Pearse and Fanon sang from the same hymn sheet, but in different languages: Pearse in the language of freedom expressed as a faith in absolute reality, Fanon in the language of existential freedom avoiding mention of an explicit point of origin or destination. Both men had been born and raised as Catholics, and it is plain from their respective writings that neither was oblivious to the meaning of the fact that Christ suffered violence at the hands of a colonial power and its native quislings. Tearing himself away from that malign relationship—albeit with a divine passivity—he called us to do likewise.
Both Pearse and Fanon believed that, for us in our human inadequacy, tearing away sometimes requires more direct methods. Otherwise, as Fanon noted, human beings could allow themselves to be subjected to a version of Christianity that required acquiescence in their own enslavement. This cannot be right or true.
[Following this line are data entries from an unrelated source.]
//! schema.org JobPosting embedded as JSON-LD.

use crate::tools::extract::{extract_job_postings, org_from_host, ExtractJobPostingResult};
use crate::tools::scrape::scrape_jsonld;
use crate::types::{Attempt, PartialJob, RawExtraction, DEFAULT_TITLE};
use scraper::Html;
use url::Url;

/// Look for the first JobPosting on an already-parsed page.
///
/// A posting with neither a description nor a real title is treated as a
/// failure so the heuristic extractor gets a turn.
pub fn extract(doc: &Html, url: &Url) -> Attempt {
    let jsonld = scrape_jsonld(doc);
    let Some(posting) = extract_job_postings(&jsonld).into_iter().next() else {
        return Attempt::failed("no JobPosting structured data");
    };

    let raw = to_raw(posting, url);
    if accepted(&raw) {
        Attempt::Success(raw)
    } else {
        Attempt::failed("JobPosting has no title or description")
    }
}

fn to_raw(posting: ExtractJobPostingResult, url: &Url) -> RawExtraction {
    let partial = PartialJob {
        title: Some(posting.title.unwrap_or_else(|| DEFAULT_TITLE.to_string())),
        organization_name: Some(posting.organization.unwrap_or_else(|| org_from_host(url))),
        location: posting.location,
        job_type: posting.employment_type,
        salary_range: posting.salary,
        application_url: Some(url.to_string()),
        ..Default::default()
    };
    RawExtraction::new(partial, posting.description)
}

fn accepted(raw: &RawExtraction) -> bool {
    !raw.description.is_empty() || raw.job.title.as_deref() != Some(DEFAULT_TITLE)
}

#[cfg(test)]
mod tests {
    use super::*;

    fn page(jsonld: &str) -> Html {
        Html::parse_document(&format!(
            r#"<html><head><script type="application/ld+json">{jsonld}</script></head><body></body></html>"#
        ))
    }

    fn url() -> Url {
        Url::parse("https://careers.widgets.example/jobs/42").unwrap()
    }

    #[test]
    fn minimal_posting_is_rejected() {
        let attempt = extract(&page(r#"{"@type":"JobPosting"}"#), &url());
        assert!(matches!(attempt, Attempt::Failed(_)));
    }

    #[test]
    fn generic_title_with_description_is_accepted() {
        let jsonld =
            r#"{"@type":"JobPosting","title":"Job Listing","description":"<p>Real work</p>"}"#;
        let attempt = extract(&page(jsonld), &url());
        assert!(attempt.is_success());
    }

    #[test]
    fn page_without_structured_data_fails() {
        let doc = Html::parse_document("<html><body><p>hello</p></body></html>");
        assert!(matches!(extract(&doc, &url()), Attempt::Failed(_)));
    }

    #[test]
    fn maps_posting_inside_graph() {
        let doc = page(
            r#"{"@context":"https://schema.org","@graph":[
                {"@type":"WebSite","name":"Widgets"},
                {"@type":"JobPosting","title":"Support Lead",
                 "hiringOrganization":{"@type":"Organization","name":"Widgets Co"},
                 "employmentType":"PART_TIME",
                 "jobLocation":{"@type":"Place","address":{"addressLocality":"Austin","addressRegion":"TX","addressCountry":"US"}},
                 "baseSalary":{"@type":"MonetaryAmount","currency":"USD","value":{"@type":"QuantitativeValue","minValue":40,"maxValue":55,"unitText":"HOUR"}},
                 "description":"&lt;p&gt;Help customers&lt;/p&gt;"}
            ]}"#,
        );
        let Attempt::Success(raw) = extract(&doc, &url()) else {
            panic!("expected success");
        };
        assert_eq!(raw.job.title.as_deref(), Some("Support Lead"));
        assert_eq!(raw.job.organization_name.as_deref(), Some("Widgets Co"));
        assert_eq!(raw.job.job_type.as_deref(), Some("part_time"));
        assert_eq!(raw.job.location.as_deref(), Some("Austin, TX, US"));
        assert_eq!(raw.job.salary_range.as_deref(), Some("USD 40–55"));
        assert_eq!(raw.description, "Help customers");
    }

    #[test]
    fn organization_defaults_to_host() {
        let doc = page(r#"{"@type":"JobPosting","title":"Chef"}"#);
        let Attempt::Success(raw) = extract(&doc, &url()) else {
            panic!("expected success");
        };
        assert_eq!(raw.job.organization_name.as_deref(), Some("Careers"));
    }
}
There are passages of the Bible in which slavery is regarded with ambivalence, but the New Testament leaves little wiggle room, especially in the words of Christ as relayed by St. Paul the Apostle. In his Epistle to the Galatians, Paul tells us: “For freedom Christ has set us free; stand firm therefore, and do not submit again to a yoke of slavery” (Gal. 4:31–5:1).
To attain the kingdom of the Lord, Paul confides, the former slave and his master must be reconciled as brothers (Philem. 16), which might be deemed the ultimate end of all political endeavor, one most urgent during the present confrontation between Europe and the Third World. Absent the realization of such brotherhood, of which Frantz Fanon has been the greatest modern prophet, the world faces imminently a Calvary from which only the former master or his former slave will emerge to know any kind of freedom.
John Waters is an Irish writer and commentator, the author of nine books, and a playwright.